Enrichment of the Usage of Solar Purification of Water by Employing Hybrid Nanofluid Mixtures

Abstract

In terms of human needs, water has traditionally been regarded as the most significant bioresource. However, there are still limitations on the quality and mobility of drinking water. Renewable energy technologies are at the forefront of research to bridge the gap between conventional fuels and renewable energy systems. Currently, the main objective is to speed up the solar water disinfection process of contaminated water when hybrid nanofluid mixtures are added. Five hybrid nanofluid mixtures containing different amounts of aluminum oxide (Al2O3) and Titanium oxide (TiO2) nanoparticles were used in this study, focusing on how they affected the solar disinfection of polluted water. Five hybrid nanofluid mixtures of different volumes and volume concentrations were used for this purpose; each one was introduced into a contaminated water-contained glass container with a volume of 500 mL. Additionally, a sixth container, used exclusively for comparison, was filled with tainted water. All containers were installed next to each other and exposed to solar radiation for simultaneous measures under identical metrological conditions. During the experimental time, and after exposure to sun radiation for one, two, and three hours, samples were taken from each bottle. to gauge the toll of Total coliforms and E. coli by using the IDEXX setup. It was found that adding a hybrid nanofluid mixture of any composition speeds up the disinfection process.
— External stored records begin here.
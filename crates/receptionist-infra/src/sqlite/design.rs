//! SQLite cake design repository implementation.
//!
//! Replace-all semantics like the menu. Designs submitted with a
//! `data:image/...;base64,` URL have the payload decoded and stored as a
//! BLOB; reads re-encode stored binary back into a data URL so the
//! frontend round-trips cleanly. A payload that fails to decode is kept
//! as the submitted URL.

use receptionist_core::shop::repository::DesignRepository;
use receptionist_types::error::RepositoryError;
use receptionist_types::shop::CakeDesign;
use base64::{Engine as _, engine::general_purpose::STANDARD as BASE64};
use chrono::Utc;
use sqlx::Row;
use tracing::warn;
use uuid::Uuid;

use super::pool::DatabasePool;

/// SQLite-backed implementation of `DesignRepository`.
pub struct SqliteDesignRepository {
    pool: DatabasePool,
}

impl SqliteDesignRepository {
    /// Create a new repository backed by the given database pool.
    pub fn new(pool: DatabasePool) -> Self {
        Self { pool }
    }
}

/// Split a data URL into its base64 payload, if it is one.
fn data_url_payload(url: &str) -> Option<&str> {
    if !url.starts_with("data:image") {
        return None;
    }
    url.split_once(',').map(|(_, payload)| payload)
}

impl DesignRepository for SqliteDesignRepository {
    async fn all(&self) -> Result<Vec<CakeDesign>, RepositoryError> {
        let rows = sqlx::query(
            "SELECT design_id, name, description, image_url, image_data FROM cake_designs ORDER BY position ASC",
        )
        .fetch_all(&self.pool.reader)
        .await
        .map_err(|e| RepositoryError::Query(e.to_string()))?;

        let mut designs = Vec::with_capacity(rows.len());
        for row in &rows {
            let image_url: Option<String> = row
                .try_get("image_url")
                .map_err(|e| RepositoryError::Query(e.to_string()))?;
            let image_data: Option<Vec<u8>> = row
                .try_get("image_data")
                .map_err(|e| RepositoryError::Query(e.to_string()))?;

            let image_url = match image_data {
                Some(data) => Some(format!("data:image/png;base64,{}", BASE64.encode(data))),
                None => image_url,
            };

            designs.push(CakeDesign {
                design_id: row
                    .try_get("design_id")
                    .map_err(|e| RepositoryError::Query(e.to_string()))?,
                name: row
                    .try_get("name")
                    .map_err(|e| RepositoryError::Query(e.to_string()))?,
                description: row
                    .try_get("description")
                    .map_err(|e| RepositoryError::Query(e.to_string()))?,
                image_url,
            });
        }

        Ok(designs)
    }

    async fn replace_all(&self, designs: &[CakeDesign]) -> Result<(), RepositoryError> {
        let mut tx = self
            .pool
            .writer
            .begin()
            .await
            .map_err(|e| RepositoryError::Query(e.to_string()))?;

        sqlx::query("DELETE FROM cake_designs")
            .execute(&mut *tx)
            .await
            .map_err(|e| RepositoryError::Query(e.to_string()))?;

        let now = Utc::now().to_rfc3339();
        for (position, design) in designs.iter().enumerate() {
            let mut image_url = design.image_url.clone();
            let mut image_data: Option<Vec<u8>> = None;

            if let Some(payload) = design.image_url.as_deref().and_then(data_url_payload) {
                match BASE64.decode(payload) {
                    Ok(decoded) => {
                        image_data = Some(decoded);
                        image_url = None;
                    }
                    Err(e) => {
                        warn!(design_id = %design.design_id, error = %e, "invalid image data URL, storing as plain URL");
                    }
                }
            }

            sqlx::query(
                r#"INSERT INTO cake_designs (id, design_id, name, description, image_url, image_data, position, created_at)
                   VALUES (?, ?, ?, ?, ?, ?, ?, ?)"#,
            )
            .bind(Uuid::now_v7().to_string())
            .bind(&design.design_id)
            .bind(&design.name)
            .bind(&design.description)
            .bind(&image_url)
            .bind(&image_data)
            .bind(position as i64)
            .bind(&now)
            .execute(&mut *tx)
            .await
            .map_err(|e| RepositoryError::Query(e.to_string()))?;
        }

        tx.commit()
            .await
            .map_err(|e| RepositoryError::Query(e.to_string()))
    }
}

#[cfg(test)]
mod tests {
    use super::*;
    use crate::sqlite::pool::DatabasePool;

    async fn test_pool() -> DatabasePool {
        let dir = tempfile::tempdir().unwrap();
        let db_path = dir.path().join("test.db");
        let url = format!("sqlite://{}?mode=rwc", db_path.display());
        std::mem::forget(dir);
        DatabasePool::new(&url).await.unwrap()
    }

    fn design(design_id: &str, image_url: Option<&str>) -> CakeDesign {
        CakeDesign {
            design_id: design_id.to_string(),
            name: format!("Design {design_id}"),
            description: "A cake".to_string(),
            image_url: image_url.map(str::to_string),
        }
    }

    #[tokio::test]
    async fn test_plain_url_passes_through() {
        let pool = test_pool().await;
        let repo = SqliteDesignRepository::new(pool);

        let designs = vec![design("d1", Some("https://example.com/cake.png"))];
        repo.replace_all(&designs).await.unwrap();

        let stored = repo.all().await.unwrap();
        assert_eq!(stored, designs);
    }

    #[tokio::test]
    async fn test_data_url_roundtrips_through_blob() {
        let pool = test_pool().await;
        let repo = SqliteDesignRepository::new(pool);

        let payload = BASE64.encode(b"fake png bytes");
        let url = format!("data:image/png;base64,{payload}");
        repo.replace_all(&[design("d1", Some(&url))]).await.unwrap();

        // The raw row holds binary, not the data URL.
        let row = sqlx::query("SELECT image_url, image_data FROM cake_designs")
            .fetch_one(&repo.pool.reader)
            .await
            .unwrap();
        let stored_url: Option<String> = row.try_get("image_url").unwrap();
        let stored_data: Option<Vec<u8>> = row.try_get("image_data").unwrap();
        assert!(stored_url.is_none());
        assert_eq!(stored_data.as_deref(), Some(b"fake png bytes".as_slice()));

        // Reads re-encode to an equivalent data URL.
        let stored = repo.all().await.unwrap();
        assert_eq!(stored[0].image_url.as_deref(), Some(url.as_str()));
    }

    #[tokio::test]
    async fn test_invalid_data_url_kept_as_submitted() {
        let pool = test_pool().await;
        let repo = SqliteDesignRepository::new(pool);

        let url = "data:image/png;base64,not!!valid@@base64";
        repo.replace_all(&[design("d1", Some(url))]).await.unwrap();

        let stored = repo.all().await.unwrap();
        assert_eq!(stored[0].image_url.as_deref(), Some(url));
    }

    #[tokio::test]
    async fn test_replace_all_overwrites() {
        let pool = test_pool().await;
        let repo = SqliteDesignRepository::new(pool);

        repo.replace_all(&[design("d1", None), design("d2", None)])
            .await
            .unwrap();
        repo.replace_all(&[design("d3", None)]).await.unwrap();

        let stored = repo.all().await.unwrap();
        assert_eq!(stored.len(), 1);
        assert_eq!(stored[0].design_id, "d3");
    }

    #[tokio::test]
    async fn test_order_preserved() {
        let pool = test_pool().await;
        let repo = SqliteDesignRepository::new(pool);

        let designs = vec![design("z", None), design("a", None), design("m", None)];
        repo.replace_all(&designs).await.unwrap();

        let stored = repo.all().await.unwrap();
        let ids: Vec<&str> = stored.iter().map(|d| d.design_id.as_str()).collect();
        assert_eq!(ids, vec!["z", "a", "m"]);
    }
}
Additionally, it was found that the optimal concentration of the hybrid nanofluid mixture to cut down the Total Coliform was with a volume concentration of 250 mL of Al2O3 and 250 mL of TiO2, while that to cut down the E. coli count was 400 mL of Al2O3 and 100 mL of TiO2. Finally, it may be concluded that among all hybrid mixtures used, the hybrid nanofluid with a volume concentration of 250 mL of Al2O3 and 250 mL of TiO2 is the most efficient in the solar water disinfection process.